+++ DATA LISTING

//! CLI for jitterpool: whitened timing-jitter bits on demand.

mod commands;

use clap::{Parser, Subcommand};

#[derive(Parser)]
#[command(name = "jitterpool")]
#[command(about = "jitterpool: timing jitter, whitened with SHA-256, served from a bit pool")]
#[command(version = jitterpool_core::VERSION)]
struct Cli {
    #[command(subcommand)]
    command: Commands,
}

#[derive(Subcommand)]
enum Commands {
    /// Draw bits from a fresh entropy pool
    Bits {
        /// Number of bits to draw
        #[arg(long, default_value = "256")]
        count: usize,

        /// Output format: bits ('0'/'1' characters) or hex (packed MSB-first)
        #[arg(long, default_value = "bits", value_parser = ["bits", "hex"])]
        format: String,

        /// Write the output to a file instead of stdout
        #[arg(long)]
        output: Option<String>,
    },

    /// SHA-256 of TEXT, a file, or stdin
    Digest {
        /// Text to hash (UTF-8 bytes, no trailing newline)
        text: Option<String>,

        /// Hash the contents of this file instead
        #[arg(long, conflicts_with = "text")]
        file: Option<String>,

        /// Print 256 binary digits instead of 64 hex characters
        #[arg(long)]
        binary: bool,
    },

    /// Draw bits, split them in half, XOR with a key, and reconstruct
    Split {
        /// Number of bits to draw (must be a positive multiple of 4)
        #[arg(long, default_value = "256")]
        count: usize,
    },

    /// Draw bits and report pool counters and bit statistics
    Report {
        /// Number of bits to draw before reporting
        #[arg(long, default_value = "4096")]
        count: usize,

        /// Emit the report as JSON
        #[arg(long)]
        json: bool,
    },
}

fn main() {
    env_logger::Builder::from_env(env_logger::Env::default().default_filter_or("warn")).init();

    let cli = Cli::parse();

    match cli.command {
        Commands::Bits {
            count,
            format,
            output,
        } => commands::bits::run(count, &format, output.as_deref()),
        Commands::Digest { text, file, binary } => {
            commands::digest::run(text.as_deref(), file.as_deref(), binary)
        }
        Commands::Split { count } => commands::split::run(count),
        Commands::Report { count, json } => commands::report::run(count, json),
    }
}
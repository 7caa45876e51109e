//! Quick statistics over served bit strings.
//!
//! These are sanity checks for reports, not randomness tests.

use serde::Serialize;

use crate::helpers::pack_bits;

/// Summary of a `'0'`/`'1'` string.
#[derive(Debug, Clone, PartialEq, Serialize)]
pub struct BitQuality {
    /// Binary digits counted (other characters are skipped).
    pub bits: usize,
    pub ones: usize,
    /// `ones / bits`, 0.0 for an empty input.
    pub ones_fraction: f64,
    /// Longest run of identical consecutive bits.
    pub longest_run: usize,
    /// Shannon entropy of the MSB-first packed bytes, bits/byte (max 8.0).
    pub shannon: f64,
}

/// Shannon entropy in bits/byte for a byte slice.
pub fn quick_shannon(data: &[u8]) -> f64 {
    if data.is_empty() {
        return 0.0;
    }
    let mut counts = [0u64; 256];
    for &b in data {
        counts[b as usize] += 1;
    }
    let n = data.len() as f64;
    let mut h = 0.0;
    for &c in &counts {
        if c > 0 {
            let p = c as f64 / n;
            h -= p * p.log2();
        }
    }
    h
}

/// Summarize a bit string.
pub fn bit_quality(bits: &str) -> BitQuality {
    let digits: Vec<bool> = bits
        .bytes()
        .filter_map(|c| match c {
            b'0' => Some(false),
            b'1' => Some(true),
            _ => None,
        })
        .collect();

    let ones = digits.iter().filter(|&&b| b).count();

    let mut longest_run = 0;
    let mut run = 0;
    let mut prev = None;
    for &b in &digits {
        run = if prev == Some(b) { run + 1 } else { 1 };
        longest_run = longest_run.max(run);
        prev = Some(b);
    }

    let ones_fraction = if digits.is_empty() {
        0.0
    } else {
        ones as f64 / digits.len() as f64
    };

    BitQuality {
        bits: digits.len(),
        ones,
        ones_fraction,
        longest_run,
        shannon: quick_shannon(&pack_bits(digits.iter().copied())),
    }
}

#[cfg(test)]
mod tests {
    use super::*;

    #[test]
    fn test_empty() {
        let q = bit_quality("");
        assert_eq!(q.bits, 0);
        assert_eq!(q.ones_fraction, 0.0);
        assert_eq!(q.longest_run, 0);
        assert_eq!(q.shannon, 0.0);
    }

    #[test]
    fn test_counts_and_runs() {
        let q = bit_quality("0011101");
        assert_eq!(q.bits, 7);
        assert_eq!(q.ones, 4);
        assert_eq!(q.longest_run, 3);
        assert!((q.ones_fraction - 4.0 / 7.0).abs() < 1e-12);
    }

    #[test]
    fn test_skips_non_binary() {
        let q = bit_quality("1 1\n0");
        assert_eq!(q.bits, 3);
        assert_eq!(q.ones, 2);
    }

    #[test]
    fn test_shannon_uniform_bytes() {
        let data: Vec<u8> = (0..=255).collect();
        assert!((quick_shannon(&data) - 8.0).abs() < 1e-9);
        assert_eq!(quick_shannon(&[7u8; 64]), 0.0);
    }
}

++++++

▸ WORK TO BE COMPLETED
Restate each of the entries above verbatim.

▸ WORKED SOLUTION
//! CLI for jitterpool: whitened timing-jitter bits on demand.

mod commands;

use clap::{Parser, Subcommand};

#[derive(Parser)]
#[command(name = "jitterpool")]
#[command(about = "jitterpool: timing jitter, whitened with SHA-256, served from a bit pool")]
#[command(version = jitterpool_core::VERSION)]
struct Cli {
    #[command(subcommand)]
    command: Commands,
}

#[derive(Subcommand)]
enum Commands {
    /// Draw bits from a fresh entropy pool
    Bits {
        /// Number of bits to draw
        #[arg(long, default_value = "256")]
        count: usize,

        /// Output format: bits ('0'/'1' characters) or hex (packed MSB-first)
        #[arg(long, default_value = "bits", value_parser = ["bits", "hex"])]
        format: String,

        /// Write the output to a file instead of stdout
        #[arg(long)]
        output: Option<String>,
    },

    /// SHA-256 of TEXT, a file, or stdin
    Digest {
        /// Text to hash (UTF-8 bytes, no trailing newline)
        text: Option<String>,

        /// Hash the contents of this file instead
        #[arg(long, conflicts_with = "text")]
        file: Option<String>,

        /// Print 256 binary digits instead of 64 hex characters
        #[arg(long)]
        binary: bool,
    },

    /// Draw bits, split them in half, XOR with a key, and reconstruct
    Split {
        /// Number of bits to draw (must be a positive multiple of 4)
        #[arg(long, default_value = "256")]
        count: usize,
    },

    /// Draw bits and report pool counters and bit statistics
    Report {
        /// Number of bits to draw before reporting
        #[arg(long, default_value = "4096")]
        count: usize,

        /// Emit the report as JSON
        #[arg(long)]
        json: bool,
    },
}

fn main() {
    env_logger::Builder::from_env(env_logger::Env::default().default_filter_or("warn")).init();

    let cli = Cli::parse();

    match cli.command {
        Commands::Bits {
            count,
            format,
            output,
        } => commands::bits::run(count, &format, output.as_deref()),
        Commands::Digest { text, file, binary } => {
            commands::digest::run(text.as_deref(), file.as_deref(), binary)
        }
        Commands::Split { count } => commands::split::run(count),
        Commands::Report { count, json } => commands::report::run(count, json),
    }
}
repository 7caa45876e51109e
//! Quick statistics over served bit strings.
//!
//! These are sanity checks for reports, not randomness tests.

use serde::Serialize;

use crate::helpers::pack_bits;

/// Summary of a `'0'`/`'1'` string.
#[derive(Debug, Clone, PartialEq, Serialize)]
pub struct BitQuality {
    /// Binary digits counted (other characters are skipped).
    pub bits: usize,
    pub ones: usize,
    /// `ones / bits`, 0.0 for an empty input.
    pub ones_fraction: f64,
    /// Longest run of identical consecutive bits.
    pub longest_run: usize,
    /// Shannon entropy of the MSB-first packed bytes, bits/byte (max 8.0).
    pub shannon: f64,
}

/// Shannon entropy in bits/byte for a byte slice.
pub fn quick_shannon(data: &[u8]) -> f64 {
    if data.is_empty() {
        return 0.0;
    }
    let mut counts = [0u64; 256];
    for &b in data {
        counts[b as usize] += 1;
    }
    let n = data.len() as f64;
    let mut h = 0.0;
    for &c in &counts {
        if c > 0 {
            let p = c as f64 / n;
            h -= p * p.log2();
        }
    }
    h
}

/// Summarize a bit string.
pub fn bit_quality(bits: &str) -> BitQuality {
    let digits: Vec<bool> = bits
        .bytes()
        .filter_map(|c| match c {
            b'0' => Some(false),
            b'1' => Some(true),
            _ => None,
        })
        .collect();

    let ones = digits.iter().filter(|&&b| b).count();

    let mut longest_run = 0;
    let mut run = 0;
    let mut prev = None;
    for &b in &digits {
        run = if prev == Some(b) { run + 1 } else { 1 };
        longest_run = longest_run.max(run);
        prev = Some(b);
    }

    let ones_fraction = if digits.is_empty() {
        0.0
    } else {
        ones as f64 / digits.len() as f64
    };

    BitQuality {
        bits: digits.len(),
        ones,
        ones_fraction,
        longest_run,
        shannon: quick_shannon(&pack_bits(digits.iter().copied())),
    }
}

#[cfg(test)]
mod tests {
    use super::*;

    #[test]
    fn test_empty() {
        let q = bit_quality("");
        assert_eq!(q.bits, 0);
        assert_eq!(q.ones_fraction, 0.0);
        assert_eq!(q.longest_run, 0);
        assert_eq!(q.shannon, 0.0);
    }

    #[test]
    fn test_counts_and_runs() {
        let q = bit_quality("0011101");
        assert_eq!(q.bits, 7);
        assert_eq!(q.ones, 4);
        assert_eq!(q.longest_run, 3);
        assert!((q.ones_fraction - 4.0 / 7.0).abs() < 1e-12);
    }

    #[test]
    fn test_skips_non_binary() {
        let q = bit_quality("1 1\n0");
        assert_eq!(q.bits, 3);
        assert_eq!(q.ones, 2);
    }

    #[test]
    fn test_shannon_uniform_bytes() {
        let data: Vec<u8> = (0..=255).collect();
        assert!((quick_shannon(&data) - 8.0).abs() < 1e-9);
        assert_eq!(quick_shannon(&[7u8; 64]), 0.0);
    }
}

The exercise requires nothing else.